Alchemists everywhere sought the stone, and her father was no exception. While Elizabeth was content with the beginning knowledge of alchemy at first, her father sunk further and further into madness to try and find the stone. He was called the crystal alchemist by the monarchy which ruled the land. As he was adept at creating beautiful gems and stones with alchemy.
Little did they know, and little did she know, that ut was practice for something greater, something far more horrific. One day after finally decoding the last pages of Flamel's texts, her father disappeared with the book clutched to his chest. Leaving her alone for three days straight. Both peculiar and troubling, she soon found out the reason why.
Sporting events, while rare, practucally drew the whole kingdom to watch the athletes compete. Hundreds of thousands of people clustered together in one place with the entire Royal Family to boot.

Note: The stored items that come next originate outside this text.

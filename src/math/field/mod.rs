//! Prime field abstraction.
//!
//! [`FieldElement`] is the capability every backend provides: a residue
//! modulo `q = 2²⁵⁵ − 19` with arithmetic, constant-time selection and the
//! canonical 32-byte little-endian encoding. Two backends implement it:
//!
//! - [`Fe25519`]: ten signed 26/25-bit limbs, constant-time, the default.
//! - [`BigFieldElement`]: arbitrary precision, used to cross-check the
//!   limb arithmetic.
//!
//! A computation never mixes the two; everything generic over the field is
//! parameterised by a single `F`.

mod fe25519;
mod reference;

pub use fe25519::Fe25519;
pub use reference::BigFieldElement;

use std::fmt::Debug;

use crate::error::Error;
use crate::math::ct::ConstantTimeEq;

/// Length in bytes of an encoded field element.
pub const ENCODED_LENGTH: usize = 32;

/// An element of the Ed25519 base field.
///
/// Values are immutable: every operation returns a fresh element.
pub trait FieldElement: Clone + Debug + Send + Sync + Sized + 'static {
    fn zero() -> Self;

    fn one() -> Self;

    /// Decodes 32 little-endian bytes, ignoring bit 255.
    ///
    /// Any other length is rejected.
    fn from_bytes(bytes: &[u8]) -> Result<Self, Error>;

    /// Canonical little-endian encoding of the reduced value.
    fn to_bytes(&self) -> [u8; ENCODED_LENGTH];

    fn add(&self, rhs: &Self) -> Self;

    fn subtract(&self, rhs: &Self) -> Self;

    fn negate(&self) -> Self;

    fn multiply(&self, rhs: &Self) -> Self;

    fn square(&self) -> Self;

    /// `2 · self²`.
    fn square_and_double(&self) -> Self;

    /// `self^(q − 2)`, the multiplicative inverse of a non-zero element.
    fn invert(&self) -> Self;

    /// `self^((q − 5) / 8)`, used when recovering `x` from `y`.
    fn pow22523(&self) -> Self;

    /// Returns `other` when `bit == 1` and `self` when `bit == 0`.
    ///
    /// ## Constant-time
    ///
    /// Implementations must select with masks, never with a branch.
    fn cmov(&self, other: &Self, bit: u8) -> Self;

    fn is_non_zero(&self) -> bool {
        self.to_bytes().iter().fold(0u8, |acc, &b| acc | b) != 0
    }

    /// Bit 0 of the canonical encoding.
    fn is_negative(&self) -> bool {
        self.to_bytes()[0] & 1 == 1
    }

    fn divide(&self, rhs: &Self) -> Self {
        self.multiply(&rhs.invert())
    }

    fn add_one(&self) -> Self {
        self.add(&Self::one())
    }

    fn subtract_one(&self) -> Self {
        self.subtract(&Self::one())
    }

    /// Variable-time `self^e` for a little-endian exponent.
    fn pow(&self, exponent: &[u8]) -> Self {
        let mut result = Self::one();
        for byte in exponent.iter().rev() {
            for bit in (0..8).rev() {
                result = result.square();
                if (byte >> bit) & 1 == 1 {
                    result = result.multiply(self);
                }
            }
        }
        result
    }

    /// Equality of the residues, independent of the internal form.
    fn ct_eq(&self, other: &Self) -> bool {
        self.to_bytes().ct_eq(&other.to_bytes())
    }
}

/// The prime field a curve is defined over.
///
/// Holds the bit width `b`, the modulus as an integer, the small constants
/// the group law needs, and the two exponents behind inversion and the
/// square root.
#[derive(Clone, Debug)]
pub struct FiniteField<F> {
    b: usize,
    q: [u8; ENCODED_LENGTH],
    q_minus_2: [u8; ENCODED_LENGTH],
    q_minus_5_div_8: [u8; ENCODED_LENGTH],
    zero: F,
    one: F,
    two: F,
    four: F,
    five: F,
    eight: F,
}

impl<F: FieldElement> FiniteField<F> {
    /// Builds the field of bit width `b` from the little-endian modulus.
    pub fn new(b: usize, q: &[u8]) -> Result<Self, Error> {
        let q: [u8; ENCODED_LENGTH] = q.try_into().map_err(|_| Error::InvalidLength {
            expected: ENCODED_LENGTH,
            actual: q.len(),
        })?;

        let q_minus_2 = sub_small(&q, 2);
        let q_minus_5_div_8 = shr3(&sub_small(&q, 5));

        Ok(Self {
            b,
            q,
            q_minus_2,
            q_minus_5_div_8,
            zero: F::zero(),
            one: F::one(),
            two: small(2)?,
            four: small(4)?,
            five: small(5)?,
            eight: small(8)?,
        })
    }

    /// Bit width of encodings; `b / 8` bytes per point or scalar.
    #[inline]
    pub fn b(&self) -> usize {
        self.b
    }

    #[inline]
    pub fn q(&self) -> &[u8; ENCODED_LENGTH] {
        &self.q
    }

    #[inline]
    pub fn q_minus_2(&self) -> &[u8; ENCODED_LENGTH] {
        &self.q_minus_2
    }

    #[inline]
    pub fn q_minus_5_div_8(&self) -> &[u8; ENCODED_LENGTH] {
        &self.q_minus_5_div_8
    }

    pub fn zero(&self) -> &F {
        &self.zero
    }

    pub fn one(&self) -> &F {
        &self.one
    }

    pub fn two(&self) -> &F {
        &self.two
    }

    pub fn four(&self) -> &F {
        &self.four
    }

    pub fn five(&self) -> &F {
        &self.five
    }

    pub fn eight(&self) -> &F {
        &self.eight
    }

    /// Decodes an element of this field.
    pub fn decode(&self, bytes: &[u8]) -> Result<F, Error> {
        F::from_bytes(bytes)
    }
}

fn small<F: FieldElement>(value: u8) -> Result<F, Error> {
    let mut bytes = [0u8; ENCODED_LENGTH];
    bytes[0] = value;
    F::from_bytes(&bytes)
}

fn sub_small(value: &[u8; ENCODED_LENGTH], rhs: u8) -> [u8; ENCODED_LENGTH] {
    let mut out = *value;
    let mut borrow = rhs as i16;
    for byte in out.iter_mut() {
        let diff = *byte as i16 - borrow;
        *byte = diff as u8;
        borrow = if diff < 0 { 1 } else { 0 };
    }
    out
}

fn shr3(value: &[u8; ENCODED_LENGTH]) -> [u8; ENCODED_LENGTH] {
    let mut out = [0u8; ENCODED_LENGTH];
    for index in 0..ENCODED_LENGTH {
        let high = value.get(index + 1).copied().unwrap_or(0);
        out[index] = (value[index] >> 3) | (high << 5);
    }
    out
}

Elizabeth was there as well, watching from the nosebleeds because the tickets were at least affordable. There, in all the madness her father appeared. He strode out into the midst of the field, and there, as the gameplay paused with his interruption, he disrobed. Along his legs and back were wicked, jagged lines of black and white, and in a maddened scream, he brought death to the kingdom. Just as they were once standing, hundreds of thousands of people ceased to exist in the blink of an eye.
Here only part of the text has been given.